§ **Task goal**
Which lines in the data below contain the string "redis"? Show each one.

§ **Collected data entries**
Start of Block

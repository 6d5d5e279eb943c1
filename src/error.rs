// Copyright (c) 2025-2026 Adrian Robinson. Licensed under the AGPL-3.0.
// See LICENSE file in the project root for full license text.

//! Error types for the registry engine.
//!
//! The engine is designed to absorb operational failures locally: sync and
//! verification failures are recorded on the registry row and retried later,
//! never raised past the public operations. The errors defined here therefore
//! cover the narrower set of conditions that *do* cross the boundary.
//!
//! # Error Categories
//!
//! | Error Type | Retryable | Description |
//! |------------|-----------|-------------|
//! | `Cache` | Yes | Cursor cache backend unavailable (treated as cold start by the batcher) |
//! | `Store` | No | Local SQLite errors (needs operator attention) |
//! | `Config` | No | Configuration invalid |
//! | `InvalidArgument` | No | Precondition violation (e.g. zero batch size) |
//! | `Internal` | No | Unexpected internal error |
//!
//! # Retry Behavior
//!
//! Use [`EngineError::is_retryable()`] to determine if an operation should be
//! retried with backoff. Note that the batch cursor never surfaces `Cache`
//! errors at all: a cache outage degrades to a cold start from the table
//! minimum, which is safe because re-syncing an already-synced id is a no-op.

use thiserror::Error;

/// Result type alias for registry engine operations.
pub type Result<T> = std::result::Result<T, EngineError>;

/// Errors that can occur in the registry engine.
///
/// Use [`is_retryable()`](Self::is_retryable) to check if the operation
/// should be retried.
#[derive(Error, Debug)]
pub enum EngineError {
    /// Cursor cache backend error.
    ///
    /// Occurs when the volatile cache holding the batch cursor is unreachable.
    /// Retryable, but callers inside the engine degrade to a cold start
    /// instead of retrying: the cursor is reconstructible from the tables.
    #[error("Cursor cache error ({operation}): {message}")]
    Cache {
        operation: String,
        message: String,
        #[source]
        source: Option<redis::RedisError>,
    },

    /// SQLite error while reading or writing registry rows.
    ///
    /// Not retryable - indicates local database issues that need attention.
    #[error("Registry store error: {0}")]
    Store(#[from] sqlx::Error),

    /// Invalid or missing configuration.
    ///
    /// Occurs during engine initialization if config is malformed.
    /// Not retryable - fix the configuration and restart.
    #[error("Configuration error: {0}")]
    Config(String),

    /// Precondition violation by the caller.
    ///
    /// The only condition the public operations are allowed to fail fast on
    /// (e.g. a zero batch size). Not retryable - indicates a bug in the caller.
    #[error("Invalid argument: {0}")]
    InvalidArgument(String),

    /// Unexpected internal error.
    ///
    /// Catch-all for errors that shouldn't happen.
    /// Not retryable - indicates a bug that needs investigation.
    #[error("Internal error: {0}")]
    Internal(String),
}

impl EngineError {
    /// Create a cache error from a redis::RedisError
    pub fn cache(operation: impl Into<String>, source: redis::RedisError) -> Self {
        Self::Cache {
            operation: operation.into(),
            message: source.to_string(),
            source: Some(source),
        }
    }

    /// Check if this error is retryable
    pub fn is_retryable(&self) -> bool {
        match self {
            Self::Cache { .. } => true, // Cache backends come back
            Self::Store(_) => false,    // Local DB issues need attention
            Self::Config(_) => false,
            Self::InvalidArgument(_) => false,
            Self::Internal(_) => false,
        }
    }
}

#[cfg(test)]
mod tests {
    use super::*;

    #[test]
    fn test_is_retryable_cache() {
        let source = redis::RedisError::from((redis::ErrorKind::IoError, "connection reset"));
        let err = EngineError::cache("GET", source);
        assert!(err.is_retryable());
        assert!(err.to_string().contains("GET"));
        assert!(err.to_string().contains("connection reset"));
    }

    #[test]
    fn test_not_retryable_store() {
        let err = EngineError::Store(sqlx::Error::RowNotFound);
        assert!(!err.is_retryable());
    }

    #[test]
    fn test_not_retryable_config() {
        let err = EngineError::Config("invalid sqlite path".to_string());
        assert!(!err.is_retryable());
    }

    #[test]
    fn test_not_retryable_invalid_argument() {
        let err = EngineError::InvalidArgument("batch_size must be positive".to_string());
        assert!(!err.is_retryable());
        assert!(err.to_string().contains("batch_size"));
    }

    #[test]
    fn test_not_retryable_internal() {
        let err = EngineError::Internal("unexpected state".to_string());
        assert!(!err.is_retryable());
    }

    #[test]
    fn test_cache_error_formatting() {
        let err = EngineError::Cache {
            operation: "SET".to_string(),
            message: "timeout".to_string(),
            source: None,
        };
        let msg = err.to_string();
        assert!(msg.contains("Cursor cache error"));
        assert!(msg.contains("SET"));
        assert!(msg.contains("timeout"));
    }
}
#[cfg(test)]
mod tests {
    use super::*;
    use tempfile::tempdir;

    async fn test_store() -> (RegistryStore, tempfile::TempDir) {
        let dir = tempdir().unwrap();
        let store = RegistryStore::open(dir.path().join("registries.db"), EngineConfig::for_testing())
            .await
            .unwrap();
        (store, dir)
    }

    #[tokio::test]
    async fn test_ensure_creates_row_once() {
        let (store, _dir) = test_store().await;

        let first = store.ensure(42).await.unwrap();
        assert_eq!(first.model_record_id, 42);
        assert_eq!(first.sync_state(), SyncState::Pending);
        assert_eq!(first.verify_state(), VerificationState::Disabled);
        assert!(first.brand_new_pending());

        let second = store.ensure(42).await.unwrap();
        assert_eq!(second.id, first.id);
        assert_eq!(store.count().await.unwrap(), 1);
    }

    #[tokio::test]
    async fn test_get_by_model_record_id_missing() {
        let (store, _dir) = test_store().await;
        assert!(store.get_by_model_record_id(7).await.unwrap().is_none());
    }

    #[tokio::test]
    async fn test_count_by_state() {
        let (store, _dir) = test_store().await;
        store.ensure(1).await.unwrap();
        store.ensure(2).await.unwrap();

        assert_eq!(store.count_by_state(SyncState::Pending).await.unwrap(), 2);
        assert_eq!(store.count_by_state(SyncState::Synced).await.unwrap(), 0);
    }

    #[tokio::test]
    async fn test_ordered_by_id_and_not_pending() {
        let (store, _dir) = test_store().await;
        store.ensure(30).await.unwrap();
        store.ensure(10).await.unwrap();
        store.ensure(20).await.unwrap();

        let rows = store.ordered_by_id().await.unwrap();
        let ids: Vec<i64> = rows.iter().map(|r| r.id).collect();
        let mut sorted = ids.clone();
        sorted.sort_unstable();
        assert_eq!(ids, sorted);

        // All rows are pending, so not_pending is empty
        assert!(store.not_pending().await.unwrap().is_empty());
    }

    #[tokio::test]
    async fn test_ordered_by_variants_run() {
        let (store, _dir) = test_store().await;
        store.ensure(1).await.unwrap();

        for order in [
            SortOrder::IdAsc,
            SortOrder::IdDesc,
            SortOrder::LastSyncedAtAsc,
            SortOrder::LastSyncedAtDesc,
            SortOrder::RetryAtAsc,
            SortOrder::VerifiedAtAsc,
        ] {
            assert_eq!(store.ordered_by(order).await.unwrap().len(), 1);
        }
    }

    #[tokio::test]
    async fn test_claim_batch_size_zero_fails_fast() {
        let (store, _dir) = test_store().await;
        assert!(matches!(
            store.verification_pending_batch(0).await.unwrap_err(),
            EngineError::InvalidArgument(_)
        ));
        assert!(matches!(
            store.verification_failed_batch(0).await.unwrap_err(),
            EngineError::InvalidArgument(_)
        ));
        assert!(matches!(
            store.find_registries_never_attempted_sync(0, &[]).await.unwrap_err(),
            EngineError::InvalidArgument(_)
        ));
    }

    #[tokio::test]
    async fn test_never_attempted_sync_excludes_ids() {
        let (store, _dir) = test_store().await;
        let a = store.ensure(1).await.unwrap();
        let b = store.ensure(2).await.unwrap();

        let found = store
            .find_registries_never_attempted_sync(10, &[a.id])
            .await
            .unwrap();
        let ids: Vec<i64> = found.iter().map(|r| r.id).collect();
        assert_eq!(ids, vec![b.id]);
    }

    #[tokio::test]
    async fn test_not_in_clause_shapes() {
        assert_eq!(not_in_clause("id", &[]), (String::new(), 0));
        let (clause, n) = not_in_clause("id", &[1, 2, 3]);
        assert_eq!(clause, "AND id NOT IN (?, ?, ?)");
        assert_eq!(n, 3);
    }

    #[tokio::test]
    async fn test_id_table_over_model_record_ids() {
        let (store, _dir) = test_store().await;
        store.ensure(5).await.unwrap();
        store.ensure(9).await.unwrap();
        store.ensure(12).await.unwrap();

        assert_eq!(store.min_id().await.unwrap(), Some(5));
        assert_eq!(store.batch_end(5, 2).await.unwrap(), (Some(9), true));
        assert_eq!(store.batch_end(10, 2).await.unwrap(), (Some(12), false));
        assert_eq!(store.batch_end(13, 2).await.unwrap(), (None, false));
    }

    #[tokio::test]
    async fn test_is_sqlite_busy_error_classification() {
        assert!(!is_sqlite_busy_error(&sqlx::Error::RowNotFound));
        assert!(!is_sqlite_busy_error(&sqlx::Error::PoolTimedOut));
    }

    #[tokio::test]
    async fn test_execute_with_retry_succeeds_immediately() {
        let mut attempt_count = 0;

        let result: std::result::Result<i32, sqlx::Error> =
            execute_with_retry("test_op", || {
                attempt_count += 1;
                async { Ok(42) }
            })
            .await;

        assert_eq!(result.unwrap(), 42);
        assert_eq!(attempt_count, 1);
    }

    #[tokio::test]
    async fn test_execute_with_retry_fails_on_non_busy_error() {
        let mut attempt_count = 0;

        let result: std::result::Result<i32, sqlx::Error> =
            execute_with_retry("test_op", || {
                attempt_count += 1;
                async { Err(sqlx::Error::RowNotFound) }
            })
            .await;

        assert!(result.is_err());
        // Non-busy errors should not retry
        assert_eq!(attempt_count, 1);
    }
}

End of Block

§ **Exercise response**
        source: Option<redis::RedisError>,
    /// Create a cache error from a redis::RedisError
    pub fn cache(operation: impl Into<String>, source: redis::RedisError) -> Self {
        let source = redis::RedisError::from((redis::ErrorKind::IoError, "connection reset"));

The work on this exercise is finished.